Saint Thomas Aquinas confirmed Islamic theology

By Ibn Anwar, BHsc (Hons), MCollT

The Doctor Angelicus of the Roman Catholic church postulated rational argumentation for the existence of God in his so called quinque viæ (five ways). Saint Aquinas contends that with reason, one can be rest assured that God is absolutely one– the common denominator between Judaism and Islam. Although orthodox Christianity affirms the statement “God is One,” the church expanded the concept to include three persons (i.e., the Father, the Son and the Holy Spirit) creating what is known as the Trinity. The Trinitarians adamantly insist that to believe in anything less than the Trinity is heretical and blasphemous. In orthodox Christianity, then, the fundamental concept of God is not simply that “He is One” but that “He is THREE in ONE.” Without getting into the complexities that such a doctrine entails in this short article, it is important to note that in Saint Aquinas’s rational postulation, he comes to the conclusion that through reason, one can only reach the conclusion that God is One but never that He is a Trinity.

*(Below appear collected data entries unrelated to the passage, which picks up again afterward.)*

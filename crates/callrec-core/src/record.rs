//! Canonical record shapes and result normalization
//!
//! Backend-native rows and documents all normalize into [`Record`]:
//! `{id, originationTime as "YYYY-MM-DD HH:MM:SS", clusterId, userId,
//! devices}`. A [`FilterResult`] collapses duplicate ids (first occurrence
//! wins) and derives its count from the deduplicated collection, never
//! caching it separately.

use std::collections::HashSet;

use chrono::{DateTime, Local};
use serde::ser::SerializeStruct;
use serde::{Deserialize, Deserializer, Serialize, Serializer};

use crate::filter::DATETIME_FORMAT;

/// A device attached to a record. No independent identity.
#[derive(Debug, Clone, PartialEq, Eq, Serialize, Deserialize)]
pub struct Device {
    pub phone: String,
    pub voicemail: String,
}

/// Canonical record entity returned to callers regardless of backend.
#[derive(Debug, Clone, PartialEq, Eq, Serialize, Deserialize)]
#[serde(rename_all = "camelCase")]
pub struct Record {
    /// Unique record key (`_id` at rest, `id` in responses)
    #[serde(rename(serialize = "id", deserialize = "_id"), alias = "id")]
    pub id: i64,

    /// Origination time in canonical form; epoch seconds at rest are
    /// converted on deserialization
    #[serde(deserialize_with = "deserialize_origination_time")]
    pub origination_time: String,

    pub cluster_id: String,

    pub user_id: String,

    pub devices: Device,
}

/// Render epoch seconds as the canonical local datetime string.
///
/// Epochs outside chrono's representable range keep their raw decimal form.
#[must_use]
pub fn epoch_to_canonical(secs: i64) -> String {
    DateTime::from_timestamp(secs, 0).map_or_else(
        || secs.to_string(),
        |utc| utc.with_timezone(&Local).format(DATETIME_FORMAT).to_string(),
    )
}

fn deserialize_origination_time<'de, D>(deserializer: D) -> Result<String, D::Error>
where
    D: Deserializer<'de>,
{
    #[derive(Deserialize)]
    #[serde(untagged)]
    enum EpochOrText {
        Epoch(i64),
        Text(String),
    }

    Ok(match EpochOrText::deserialize(deserializer)? {
        EpochOrText::Epoch(secs) => epoch_to_canonical(secs),
        EpochOrText::Text(text) => text,
    })
}

/// Ordered collection of unique records plus a derived count.
#[derive(Debug, Clone, Default)]
pub struct FilterResult {
    records: Vec<Record>,
}

impl FilterResult {
    /// Build a result from raw backend output, collapsing duplicate ids.
    ///
    /// First-seen order is retained; a record matching several filters only
    /// appears once.
    #[must_use]
    pub fn new(records: Vec<Record>) -> Self {
        let mut seen = HashSet::with_capacity(records.len());
        let mut unique = Vec::with_capacity(records.len());
        for record in records {
            if seen.insert(record.id) {
                unique.push(record);
            }
        }
        Self { records: unique }
    }

    /// The deduplicated records, in first-seen order.
    #[must_use]
    pub fn records(&self) -> &[Record] {
        &self.records
    }

    /// Number of filtered records. Always the collection's length.
    #[must_use]
    pub fn len(&self) -> usize {
        self.records.len()
    }

    #[must_use]
    pub fn is_empty(&self) -> bool {
        self.records.is_empty()
    }
}

impl Serialize for FilterResult {
    fn serialize<S>(&self, serializer: S) -> Result<S::Ok, S::Error>
    where
        S: Serializer,
    {
        // The count is recomputed from the collection on every
        // serialization, never stored.
        let mut state = serializer.serialize_struct("FilterResult", 2)?;
        state.serialize_field("result", &self.records)?;
        state.serialize_field("numberOfFilteredRecords", &self.records.len())?;
        state.end()
    }
}


#[cfg(test)]
mod tests {
    use super::testutil::record;
    use super::*;

    #[test]
    fn deserializes_epoch_origination_time() {
        let raw = r#"{
            "_id": 12344,
            "originationTime": 1577880000,
            "clusterId": "domainserver1",
            "userId": "123456789",
            "devices": {"phone": "SEP0123456789", "voicemail": "123456789VM"}
        }"#;
        let parsed: Record = serde_json::from_str(raw).unwrap();
        assert_eq!(parsed.id, 12344);
        assert_eq!(parsed.origination_time, epoch_to_canonical(1_577_880_000));
        assert_eq!(parsed.devices.phone, "SEP0123456789");
    }

    #[test]
    fn deserializes_canonical_origination_time() {
        let raw = r#"{
            "_id": 1,
            "originationTime": "2020-06-01 10:00:00",
            "clusterId": "domainserver2",
            "userId": "987654321",
            "devices": {"phone": "SEP9", "voicemail": "9VM"}
        }"#;
        let parsed: Record = serde_json::from_str(raw).unwrap();
        assert_eq!(parsed.origination_time, "2020-06-01 10:00:00");
    }

    #[test]
    fn serializes_with_response_field_names() {
        let json = serde_json::to_value(record(7, "2020-01-01 00:00:01", "domainserver3")).unwrap();
        assert_eq!(json["id"], 7);
        assert_eq!(json["originationTime"], "2020-01-01 00:00:01");
        assert_eq!(json["clusterId"], "domainserver3");
        assert!(json.get("_id").is_none());
    }

    #[test]
    fn canonical_form_is_fixed_width() {
        let text = epoch_to_canonical(1_577_880_000);
        assert_eq!(text.len(), 19);
        assert_eq!(&text[4..5], "-");
        assert_eq!(&text[10..11], " ");
    }

    #[test]
    fn dedup_keeps_first_occurrence() {
        let result = FilterResult::new(vec![
            record(1, "2020-01-01 00:00:00", "A"),
            record(2, "2020-01-02 00:00:00", "B"),
            record(1, "2020-01-03 00:00:00", "C"),
        ]);
        assert_eq!(result.len(), 2);
        assert_eq!(result.records()[0].cluster_id, "A");
        assert_eq!(result.records()[1].id, 2);
    }

    #[test]
    fn count_tracks_deduplicated_length() {
        let result = FilterResult::new(vec![
            record(1, "2020-01-01 00:00:00", "A"),
            record(1, "2020-01-01 00:00:00", "A"),
        ]);
        let json = serde_json::to_value(&result).unwrap();
        assert_eq!(json["numberOfFilteredRecords"], 1);
        assert_eq!(json["result"].as_array().unwrap().len(), 1);
    }

    #[test]
    fn empty_result_serializes_zero_count() {
        let json = serde_json::to_value(FilterResult::new(Vec::new())).unwrap();
        assert_eq!(json["numberOfFilteredRecords"], 0);
    }
}
//! callrec CLI - thin wrapper over callrec-core
//!
//! Two commands: `generate` seeds the stores with synthetic records
//! (always the JSON snapshot, optionally the document and relational
//! stores), `filter` runs a date-window query against one backend and
//! prints the JSON response.

use std::path::PathBuf;
use std::process::ExitCode;

use anyhow::Context;
use clap::{Parser, Subcommand, ValueEnum};
use tracing::error;

use callrec_core::{
    Config, FilterError, FilterRequest, FilterSpec, FilterResult, JsonStore, MongoStore, SqlStore,
    generator, logging,
};

#[derive(Parser)]
#[command(name = "callrec", version, about = "Generate and filter call records")]
struct Cli {
    /// Path to a callrec.toml config file
    #[arg(long, global = true)]
    config: Option<PathBuf>,

    /// Re-root the file-backed stores under this directory
    #[arg(long, global = true)]
    data_dir: Option<PathBuf>,

    /// Log level (overridable via RUST_LOG)
    #[arg(long, global = true, default_value = "info")]
    log_level: String,

    #[command(subcommand)]
    command: Command,
}

#[derive(Subcommand)]
enum Command {
    /// Generate synthetic records and (re)write the stores
    Generate {
        /// Number of records to generate
        #[arg(long)]
        count: usize,

        /// Also write the batch to the document store
        #[arg(long)]
        mongo: bool,

        /// Also write the batch to the relational store
        #[arg(long)]
        sql: bool,
    },

    /// Filter records from one backend
    Filter {
        /// Backend to query
        #[arg(long, value_enum, default_value_t = Backend::Json)]
        backend: Backend,

        /// Date range, "YYYY-MM-DD to YYYY-MM-DD"
        #[arg(long)]
        date_range: String,

        /// Cluster name (optional)
        #[arg(long, default_value = "")]
        cluster: String,

        /// User id (optional)
        #[arg(long, default_value = "")]
        user_id: String,

        /// Device phone number (optional)
        #[arg(long, default_value = "")]
        phone_number: String,

        /// Device voicemail (optional)
        #[arg(long, default_value = "")]
        voice_mail: String,
    },
}

#[derive(Debug, Clone, Copy, ValueEnum)]
enum Backend {
    Json,
    Mongo,
    Sql,
}

fn main() -> ExitCode {
    let cli = Cli::parse();
    logging::init_logging(&cli.log_level);

    match run(cli) {
        Ok(()) => ExitCode::SUCCESS,
        // validation failures are usage errors; everything else is a
        // backend failure
        Err(err) => match err.downcast_ref::<FilterError>() {
            Some(FilterError::InvalidDateRange(_)) => {
                eprintln!("error: {err}");
                ExitCode::from(2)
            }
            _ => {
                error!(error = %err, "command failed");
                eprintln!("error: {err:#}");
                ExitCode::FAILURE
            }
        },
    }
}

fn run(cli: Cli) -> anyhow::Result<()> {
    let mut config = match &cli.config {
        Some(path) => Config::load(path)
            .with_context(|| format!("loading config from {}", path.display()))?,
        None => Config::default(),
    };
    if let Some(dir) = &cli.data_dir {
        config = config.with_data_dir(dir);
    }

    match cli.command {
        Command::Generate { count, mongo, sql } => generate(&config, count, mongo, sql),
        Command::Filter {
            backend,
            date_range,
            cluster,
            user_id,
            phone_number,
            voice_mail,
        } => {
            let request = FilterRequest {
                date_range,
                phone_number,
                voice_mail,
                user_id,
                cluster,
            };
            let result = filter(&config, backend, request)?;
            println!("{}", serde_json::to_string_pretty(&result)?);
            Ok(())
        }
    }
}

fn generate(config: &Config, count: usize, mongo: bool, sql: bool) -> anyhow::Result<()> {
    let records = generator::generate_records(count);

    let path = JsonStore::new(config.json.clone())
        .store_records(&records)
        .context("writing the JSON snapshot")?;
    println!("wrote {} records to {}", records.len(), path.display());

    if mongo {
        MongoStore::connect(&config.mongo)?
            .store_records(&records)
            .context("writing the document store")?;
        println!("wrote {} records to the document store", records.len());
    }

    if sql {
        let mut store = SqlStore::open(&config.sql)?;
        store
            .store_records(&records)
            .context("writing the relational store")?;
        println!("wrote {} records to the relational store", records.len());
    }

    Ok(())
}

fn filter(config: &Config, backend: Backend, request: FilterRequest) -> anyhow::Result<FilterResult> {
    let spec = FilterSpec::new(request)?;
    let result = match backend {
        Backend::Json => JsonStore::new(config.json.clone()).run(&spec)?,
        Backend::Mongo => MongoStore::connect(&config.mongo)?.run(&spec)?,
        Backend::Sql => SqlStore::open(&config.sql)?.run(&spec)?,
    };
    Ok(result)
}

Distinguished Professor of Philosophy at Fordham University Dr. Brian Davies writes:

“As I have noted, Aquinas claims that the doctrine of the Trinity cannot be arrived by reason. His consistently upheld position is that reason can lead us to know that there is but one God, though it cannot prove that there is distinction in God as proclaimed by the doctrine of the Trinity.” [1]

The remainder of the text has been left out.